| Problem description |
Answer with a number only, stating how many lines of the records hold the word "Local".

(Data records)

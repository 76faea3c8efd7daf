//! Output Specifications
//!
//! Parses `Output` entries (`archive.zip:glob1,glob2@disk=2`) and the
//! `OutputDir` transfer destination.

use serde::Serialize;

use crate::error::{GeneratorError, Result};

/// Extensions of formats that do not shrink further when zipped.
const STORE_ONLY_EXTENSIONS: &[&str] = &[".root", ".zip", ".gz", ".bz2", ".xz"];

/// Zip compression level for an archive.
#[derive(Debug, Clone, Copy, PartialEq, Eq, Serialize)]
#[serde(rename_all = "lowercase")]
pub enum Compression {
    /// `zip -0`
    Store,
    /// `zip -9`
    Max,
}

impl Compression {
    /// The `zip` command line flag.
    pub fn zip_flag(self) -> &'static str {
        match self {
            Compression::Store => "-0",
            Compression::Max => "-9",
        }
    }
}

/// One parsed `Output` entry.
#[derive(Debug, Clone, PartialEq, Eq)]
pub struct OutputSpec {
    /// Archive to create; `None` for files transferred as they are.
    pub archive: Option<String>,
    /// Glob patterns of the member files.
    pub patterns: Vec<String>,
}

impl OutputSpec {
    /// Parses an entry, discarding any `@` storage hint.
    pub fn parse(entry: &str) -> Self {
        let entry = strip_storage_hint(entry);
        match entry.split_once(':') {
            Some((archive, files)) => Self {
                archive: Some(archive.trim().to_string()),
                patterns: files
                    .split(',')
                    .map(str::trim)
                    .filter(|p| !p.is_empty())
                    .map(String::from)
                    .collect(),
            },
            None => Self {
                archive: None,
                patterns: vec![entry.trim().to_string()],
            },
        }
    }

    /// Store-only when any member is already compressed.
    pub fn compression(&self) -> Compression {
        let incompressible = self
            .patterns
            .iter()
            .any(|p| STORE_ONLY_EXTENSIONS.iter().any(|ext| p.ends_with(ext)));
        if incompressible {
            Compression::Store
        } else {
            Compression::Max
        }
    }
}

/// Removes the `@...` suffix of an output entry.
pub fn strip_storage_hint(entry: &str) -> &str {
    entry.split_once('@').map_or(entry, |(head, _)| head)
}

/// Where a job's files are transferred to.
#[derive(Debug, Clone, PartialEq, Eq)]
pub enum OutputDestination {
    /// Plain filesystem path.
    Local(String),
    /// XRootD URL (`root://`).
    Xrootd(String),
}

impl OutputDestination {
    /// Classifies an output directory by its URL scheme.
    pub fn parse(dir: &str) -> Result<Self> {
        match dir.split_once("://") {
            None => Ok(OutputDestination::Local(dir.to_string())),
            Some(("root", _)) => Ok(OutputDestination::Xrootd(dir.to_string())),
            Some((scheme, _)) => Err(GeneratorError::UnsupportedProtocol {
                protocol: scheme.to_string(),
                destination: dir.to_string(),
            }),
        }
    }

    /// Protocol name used inside the worker script.
    pub fn protocol(&self) -> &'static str {
        match self {
            OutputDestination::Local(_) => "local",
            OutputDestination::Xrootd(_) => "root",
        }
    }
}

#[cfg(test)]
mod tests {
    use super::*;

    #[test]
    fn test_archive_entry_with_disk_hint() {
        let spec = OutputSpec::parse("results.zip:out1.root,out2.log@disk=2");
        assert_eq!(spec.archive.as_deref(), Some("results.zip"));
        assert_eq!(spec.patterns, vec!["out1.root", "out2.log"]);
    }

    #[test]
    fn test_bare_glob_entry() {
        let spec = OutputSpec::parse("qa_plots/*");
        assert_eq!(spec.archive, None);
        assert_eq!(spec.patterns, vec!["qa_plots/*"]);
    }

    #[test]
    fn test_compression_choice() {
        assert_eq!(
            OutputSpec::parse("a.zip:AliAOD*.root,std*").compression(),
            Compression::Store
        );
        assert_eq!(
            OutputSpec::parse("log.zip:std*,fileinfo*.log").compression(),
            Compression::Max
        );
        assert_eq!(Compression::Store.zip_flag(), "-0");
    }

    #[test]
    fn test_empty_patterns_are_dropped() {
        let spec = OutputSpec::parse("a.zip:x.log,,y.log");
        assert_eq!(spec.patterns, vec!["x.log", "y.log"]);
    }

    #[test]
    fn test_destination_protocols() {
        assert_eq!(
            OutputDestination::parse("/data/out/%03i").unwrap(),
            OutputDestination::Local("/data/out/%03i".to_string())
        );
        let remote = OutputDestination::parse("root://eos.cern.ch//eos/out").unwrap();
        assert_eq!(remote.protocol(), "root");
    }

    #[test]
    fn test_unknown_protocol_rejected() {
        let err = OutputDestination::parse("gsiftp://host/out").unwrap_err();
        assert!(matches!(
            err,
            GeneratorError::UnsupportedProtocol { ref protocol, .. } if protocol == "gsiftp"
        ));
    }
}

| Solution for this exercise |
4